Over a six-year period, BANES has modernised the majority (around 15,000) of its residential and highway street lighting network, installing new, energy-efficient LEDs. However, up until this point had been unable to secure an LED solution that delivered the correct colour temperature for lanterns sited within the city centre. The City of Bath is designated a UNESCO World Heritage site and replacing its existing sodium heritage lighting with a suitable LED solution, that met the needs of the heritage bodies, residents and the council, was key. A decision was initially made not to include this historic area in the authority-wide LED upgrade initiative.
The Sydney Buildings Householders’ Association applied for funding from the World Heritage Site Enhancement Fund (WHSEF), which combined with a contribution from the residents of Sydney Buildings, would cover the one-off cost of reproducing pattern casting moulds for the circa 1910 Bath Cast Crown Electric Street Lantern.
Although no early cast crown lanterns remain in Bath, the residents were able to source an original from a salvage yard which was suitable for making the new moulds for the recasting. With funding in place, the Householders’ Association in partnership with the BANES street lighting team conducted a number of trials utilising LED lighting modules in the street, each of which were deemed unacceptable due to issues around light output, directional capability and reflective light glare.
Over a three and a half year period, multiple combinations of heritage lanterns (ten in total) using a wide range of LED modules, were trialled in Sydney Buildings, but not one LED module met all of the desired features for this heritage environment.
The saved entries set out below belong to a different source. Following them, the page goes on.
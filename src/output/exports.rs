use anyhow::Result;
use chrono::NaiveDate;
use std::io::Write;

use crate::archive::sanitize_component;
use crate::hr_api::{Collaborator, Company};
use crate::pipeline::RunResult;

/// `collaborators_{company}_{YYYYMMDD}.csv`
pub fn roster_file_name(company: &Company, date: NaiveDate) -> String {
    format!(
        "collaborators_{}_{}.csv",
        sanitize_component(&company.name),
        date.format("%Y%m%d")
    )
}

/// Writes the collaborator roster as CSV, one row per collaborator in API order.
pub fn export_roster_csv(collaborators: &[Collaborator], output: &mut dyn Write) -> Result<()> {
    writeln!(output, "ID,First name,Last name,Email,Status,Start date,End date")?;

    for collaborator in collaborators {
        writeln!(
            output,
            "{},{},{},{},{},{},{}",
            csv_field(&collaborator.id),
            csv_field(&collaborator.first_name),
            csv_field(&collaborator.last_name),
            csv_field(collaborator.email.as_deref().unwrap_or("")),
            collaborator.status,
            csv_field(collaborator.start_date.as_deref().unwrap_or("")),
            csv_field(collaborator.end_date.as_deref().unwrap_or("")),
        )?;
    }

    Ok(())
}

/// Writes the run report: everything in the result except the PDF bytes.
pub fn export_report(result: &RunResult, pretty: bool, output: &mut dyn Write) -> Result<()> {
    let json = if pretty {
        serde_json::to_string_pretty(result)?
    } else {
        serde_json::to_string(result)?
    };
    writeln!(output, "{json}")?;
    Ok(())
}

fn csv_field(value: &str) -> String {
    if value.contains([',', '"', '\n', '\r']) {
        format!("\"{}\"", value.replace('"', "\"\""))
    } else {
        value.to_string()
    }
}

#[cfg(test)]
mod tests {
    use super::*;
    use crate::hr_api::CollaboratorStatus;
    use crate::pipeline::PeriodSelection;
    use chrono::Utc;
    use indexmap::IndexMap;

    fn company(name: &str) -> Company {
        serde_json::from_value(serde_json::json!({"id": "c1", "name": name})).unwrap()
    }

    fn collaborator(value: serde_json::Value) -> Collaborator {
        serde_json::from_value(value).unwrap()
    }

    #[test]
    fn test_roster_file_name() {
        let date = NaiveDate::from_ymd_opt(2024, 4, 30).unwrap();
        assert_eq!(
            roster_file_name(&company("Acme Corp/EU"), date),
            "collaborators_Acme_Corp_EU_20240430.csv"
        );
    }

    #[test]
    fn test_export_roster_csv() {
        let collaborators = vec![
            collaborator(serde_json::json!({
                "id": "u1",
                "firstName": "Jane",
                "lastName": "Doe",
                "email": "jane@example.com",
                "status": "active",
                "startDate": "2021-02-01"
            })),
            collaborator(serde_json::json!({
                "id": "u2",
                "firstName": "John",
                "lastName": "Roe, Jr.",
                "status": "on_leave",
                "endDate": "2023-12-31"
            })),
        ];
        assert_eq!(collaborators[1].status, CollaboratorStatus::Inactive);

        let mut output = Vec::new();
        export_roster_csv(&collaborators, &mut output).unwrap();
        let csv = String::from_utf8(output).unwrap();
        let lines: Vec<&str> = csv.lines().collect();

        assert_eq!(lines.len(), 3);
        assert_eq!(lines[0], "ID,First name,Last name,Email,Status,Start date,End date");
        assert_eq!(lines[1], "u1,Jane,Doe,jane@example.com,Active,2021-02-01,");
        assert_eq!(lines[2], "u2,John,\"Roe, Jr.\",,Inactive,,2023-12-31");
    }

    #[test]
    fn test_csv_field_escapes_quotes() {
        assert_eq!(csv_field("plain"), "plain");
        assert_eq!(csv_field("say \"hi\""), "\"say \"\"hi\"\"\"");
    }

    #[test]
    fn test_export_report_skips_binary_payloads() {
        let result = RunResult {
            company: company("Acme"),
            selection: PeriodSelection::Yearly { year: 2024 },
            collected_at: Utc::now(),
            collaborators: Vec::new(),
            with_match: Vec::new(),
            without_match: Vec::new(),
            failures: Vec::new(),
            payslips: IndexMap::new(),
            archive: Some(vec![0x50, 0x4b]),
        };

        let mut output = Vec::new();
        export_report(&result, true, &mut output).unwrap();
        let json: serde_json::Value = serde_json::from_slice(&output).unwrap();

        assert_eq!(json["company"]["name"], "Acme");
        assert_eq!(json["selection"]["mode"], "yearly");
        assert!(json.get("archive").is_none());
    }
}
Manchester-based heritage lighting manufacturer, Metcraft Lighting, recommended a fresh trial utilising the replica Bath Cast Crown Lantern, which it had produced, equipped with Zeta SmartScape Heritage, a bespoke solution for retrofitting LED lighting into traditional heritage lanterns.
Two lanterns were fitted with the SmartScape Heritage solution, featuring a warm white (2700 Kelvin) colour temperature, ideal for heritage applications. Zeta’s solution is waterproof (IP67 rated) and as such is wholly effective in an unglazed lantern. For the purposes of this trial, one lantern was unglazed while the other included conventional polycarbonate glazing. The non-glazed option was chosen as the preferred solution over the standard glazed enclosure, as it delivered optimum, even illumination with none of the glare from the reflective surfaces covering the lantern.
Zeta’s SmartScape Heritage, a single point LED light source which delivers optimum lighting levels ideal for residential areas, was the first solution that fulfilled both the residents’ and BANES’ requirements. The solution was retrofitted into the new Bath Cast Crown Lanterns and installed on the cast iron lamp posts in Sydney Buildings. This heritage residential environment is now benefitting from historic style street lighting with the benefit of modern, energy-efficient LEDs.
Sydney Buildings was the perfect location to fully evaluate Zeta’s retrofit system with a view to informing the wider strategy for heritage lighting within the city of Bath. Sydney Buildings’ lamp posts are unequally spaced along the road which has both narrow and wide sections, and there is a mix of houses – some directly on the pavement and others which are set back from the road.
Zeta’s intelligent design means that the LED gear trays can be engineered to fit into any shape or size lantern, making it a wholly flexible retrofit solution. This was an important factor in the decision to adopt this solution at the optimum colour temperature of 2700 Kelvin for other heritage lighting projects. Zeta’s SmartScape Heritage provides BANES with a flexible solution when refurbishing or re-manufacturing other types of heritage lanterns across Bath’s historic city centre.